## Exercise brief
Scan the material below, then work out how many of its lines contain the word "Null"; reply with that number only.

BEGIN

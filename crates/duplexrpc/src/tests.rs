use serde_json::json;
use serde_json::Value;

use crate::*;

/// JSON behind a fixed prefix, so tests can tell which transformer ran.
struct Prefixed;

impl Transformer for Prefixed {
    fn stringify(&self, value: &Value) -> Result<String> {
        Ok(format!("x:{}", Json.stringify(value)?))
    }

    fn parse(&self, frame: &str) -> Result<Value> {
        let body = frame
            .strip_prefix("x:")
            .ok_or_else(|| Error::Parse("missing prefix".into()))?;
        Json.parse(body)
    }
}

fn frame(value: Value) -> String {
    value.to_string()
}

// ============================================================================
//  WIRE SHAPES
// ============================================================================

#[test]
fn test_request_wire_shape() -> anyhow::Result<()> {
    let request = RequestEnvelope::new("7", vec!["debug".into(), "ping".into()], RouteType::Query, json!({"n": 1}));
    let text = ClientEnvelope::from(request).encode(&Json)?;
    let value: Value = serde_json::from_str(&text)?;

    assert_eq!(value, json!({
        "protocol": "dassie-rpc-01",
        "type": "request",
        "id": "7",
        "path": ["debug", "ping"],
        "routeType": "query",
        "input": {"n": 1},
    }));
    Ok(())
}

#[test]
fn test_response_wire_shapes() -> anyhow::Result<()> {
    let ok = ServerEnvelope::from(ResponseEnvelope::success("1", json!("pong"))).encode(&Json)?;
    let err = ServerEnvelope::from(ResponseEnvelope::error("2", "nope")).encode(&Json)?;

    assert_eq!(serde_json::from_str::<Value>(&ok)?, json!({
        "protocol": "dassie-rpc-01",
        "type": "response",
        "id": "1",
        "result": {"type": "success", "data": "pong"},
    }));
    assert_eq!(serde_json::from_str::<Value>(&err)?, json!({
        "protocol": "dassie-rpc-01",
        "type": "response",
        "id": "2",
        "result": {"type": "error", "message": "nope"},
    }));
    Ok(())
}

#[test]
fn test_event_and_cancel_wire_shapes() -> anyhow::Result<()> {
    let event = ServerEnvelope::from(EventEnvelope::new("3", vec![json!(1), json!(2)])).encode(&Json)?;
    let cancel = ClientEnvelope::from(CancelEnvelope::new("3")).encode(&Json)?;

    assert_eq!(serde_json::from_str::<Value>(&event)?, json!({
        "protocol": "dassie-rpc-01", "type": "event", "id": "3", "data": [1, 2],
    }));
    assert_eq!(serde_json::from_str::<Value>(&cancel)?, json!({
        "protocol": "dassie-rpc-01", "type": "cancel", "id": "3",
    }));
    Ok(())
}

// ============================================================================
//  DECODING
// ============================================================================

#[test]
fn test_decode_request_without_input() {
    let text = frame(json!({
        "protocol": PROTOCOL,
        "type": "request",
        "id": "1",
        "path": ["ping"],
        "routeType": "subscription",
    }));

    let envelope = ClientEnvelope::decode(&Json, &text).expect("decode");
    match envelope {
        ClientEnvelope::Request(request) => {
            assert_eq!(request.id, "1");
            assert_eq!(request.path, vec!["ping".to_string()]);
            assert_eq!(request.route_type, RouteType::Subscription);
            assert_eq!(request.input, Value::Null);
        }
        other => panic!("Expected Request, got {:?}", other),
    }
}

#[test]
fn test_decode_success_without_data() {
    let text = frame(json!({
        "protocol": PROTOCOL,
        "type": "response",
        "id": "4",
        "result": {"type": "success"},
    }));

    let envelope = ServerEnvelope::decode(&Json, &text).expect("decode");
    assert_eq!(envelope, ServerEnvelope::Response(ResponseEnvelope::success("4", Value::Null)));
    assert_eq!(envelope.id(), "4");
}

#[test]
fn test_decode_rejects_foreign_protocol_tag() {
    let text = frame(json!({"protocol": "other-rpc-02", "type": "cancel", "id": "1"}));

    let err = ClientEnvelope::decode(&Json, &text).unwrap_err();
    assert_eq!(err, Error::ProtocolMismatch("other-rpc-02".into()));
}

#[test]
fn test_decode_rejects_missing_protocol_tag() {
    let text = frame(json!({"type": "cancel", "id": "1"}));

    let err = ClientEnvelope::decode(&Json, &text).unwrap_err();
    assert!(matches!(err, Error::InvalidEnvelope(_)), "got {:?}", err);
}

#[test]
fn test_decode_rejects_wrong_direction() {
    // A server must not accept server-originated envelopes.
    let text = ServerEnvelope::from(ResponseEnvelope::success("1", Value::Null))
        .encode(&Json)
        .unwrap();

    let err = ClientEnvelope::decode(&Json, &text).unwrap_err();
    assert!(matches!(err, Error::InvalidEnvelope(_)), "got {:?}", err);
}

#[test]
fn test_decode_rejects_unknown_route_type() {
    let text = frame(json!({
        "protocol": PROTOCOL,
        "type": "request",
        "id": "1",
        "path": [],
        "routeType": "stream",
    }));

    assert!(matches!(ClientEnvelope::decode(&Json, &text), Err(Error::InvalidEnvelope(_))));
}

#[test]
fn test_decode_rejects_empty_event_batch() {
    let text = frame(json!({"protocol": PROTOCOL, "type": "event", "id": "1", "data": []}));

    let err = ServerEnvelope::decode(&Json, &text).unwrap_err();
    assert_eq!(err, Error::InvalidEnvelope("event batch is empty".into()));
}

#[test]
fn test_decode_malformed_text() {
    let err = ClientEnvelope::decode(&Json, "{not json").unwrap_err();
    assert!(matches!(err, Error::Parse(_)), "got {:?}", err);

    let err = ClientEnvelope::decode(&Json, "[1, 2, 3]").unwrap_err();
    assert!(matches!(err, Error::InvalidEnvelope(_)), "got {:?}", err);
}

// ============================================================================
//  TRANSFORMERS
// ============================================================================

#[test]
fn test_custom_transformer_is_used_both_ways() {
    let envelope = ClientEnvelope::from(CancelEnvelope::new("9"));
    let text = envelope.encode(&Prefixed).unwrap();
    assert!(text.starts_with("x:{"));

    let decoded = ClientEnvelope::decode(&Prefixed, &text).unwrap();
    assert_eq!(decoded, envelope);

    // Plain JSON cannot read the prefixed frame.
    assert!(matches!(ClientEnvelope::decode(&Json, &text), Err(Error::Parse(_))));
}

#[test]
fn test_route_type_display() {
    assert_eq!(RouteType::Query.to_string(), "query");
    assert_eq!(RouteType::Mutation.to_string(), "mutation");
    assert_eq!(RouteType::Subscription.to_string(), "subscription");
}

END

## Task answer
3